Intesa Sanpaolo – In area euro la Commissione Europea pubblicherà oggi le Previsioni Economiche d’Autunno, che dovrebbero includere una generalizzata revisione al rialzo delle stime di crescita e inflazione per i principali Paesi.
Intesa SanPaolo
Si dovrebbe vedere anche una revisione in senso migliorativo dei principali indicatori di finanza pubblica, rispetto alle proiezioni fatte la scorsa primavera. In calendario anche il Bollettino Economico della BCE.
Questa mattina, è stato diffuso il dato sul PIL britannico nel 3° trimestre, cresciuto dell’1,3% t/t, lievemente al di sotto delle attese e in rallentamento dal 5,5% precedente; la variazione annua si è attestata a 6,6%. Ieri, la produzione industriale in Italia è salita di un decimo a settembre, mentre era attesa una lieve flessione. L’Italia è l’unico tra i quattro principali Paesi dell’area euro ad aver pienamente recuperato i livelli pre-pandemici di produzione industriale a settembre (+1,5% rispetto a febbraio 2020). La migliore performance, specie verso la Germania (-10,7% vs pre-COVID), è spiegata dal minor peso del settore auto e dalla minore quota di delocalizzazione della catena produttiva (in particolare verso l’Asia).

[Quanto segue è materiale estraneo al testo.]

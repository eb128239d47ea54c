pub mod clustering;
pub mod detector;
pub mod extraction;
#[cfg(feature = "onnx")]
pub mod onnx;
pub mod similarity;

pub use clustering::{run_clustering_pass, ClusteringReport, ClusteringSettings};
pub use detector::{Detection, EmbeddingModel, FaceDetector};
pub use extraction::{ExtractionOutcome, ExtractionSettings, FaceExtractor};
pub use similarity::{Match, SimilarityIndex};

use crate::config::FaceConfig;

/// Build an extractor from the configured ONNX models.
#[cfg(feature = "onnx")]
pub fn load_extractor(config: &FaceConfig) -> anyhow::Result<FaceExtractor> {
    use std::sync::Arc;

    let detector = onnx::UltraFaceDetector::load(&config.models_dir, &config.detector_model)?;
    let embedder = onnx::OnnxEmbeddingModel::load(
        &config.models_dir.join(&config.embedding_model),
        config.embedding_dimension,
    )?;
    Ok(FaceExtractor::new(
        Arc::new(detector),
        Arc::new(embedder),
        ExtractionSettings::from(config),
    ))
}

#[cfg(not(feature = "onnx"))]
pub fn load_extractor(_config: &FaceConfig) -> anyhow::Result<FaceExtractor> {
    anyhow::bail!("facefold was built without the `onnx` feature; no face models are available")
}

– Negli Stati Uniti, oggi sono in uscita i dati settimanali sui sussidi di disoccupazione, previsti ancora in calo, sui minimi da febbraio 2020.
Ieri, il CPI di ottobre ha dato una nuova scossa allo scenario macroeconomico americano, con una variazione di 0,9% m/m (6,2% a/a, massimo dal 1990) per l’indice headline e 0,6% m/m (4,6% a/a) per l’indice core. I prezzi dei beni core sono in rialzo dell’1% m/m (8,4% a/a), mentre i servizi ex-energia aumentano di 0,4% m/m, 3,2% a/a. Fra i beni core, si evidenziano diversi comparti con incrementi ampiamente superiori alle medie pre-Covid (auto nuove e auto usate, beni sanitari). Sul fronte dei servizi ex-energia, l’abitazione accelera ancora, con un aumento di 0,5% m/m spinto dagli affitti, dagli affitti figurativi e dalle tariffe alberghiere. Anche i servizi ricreativi sono in accelerazione (0,8% m/m).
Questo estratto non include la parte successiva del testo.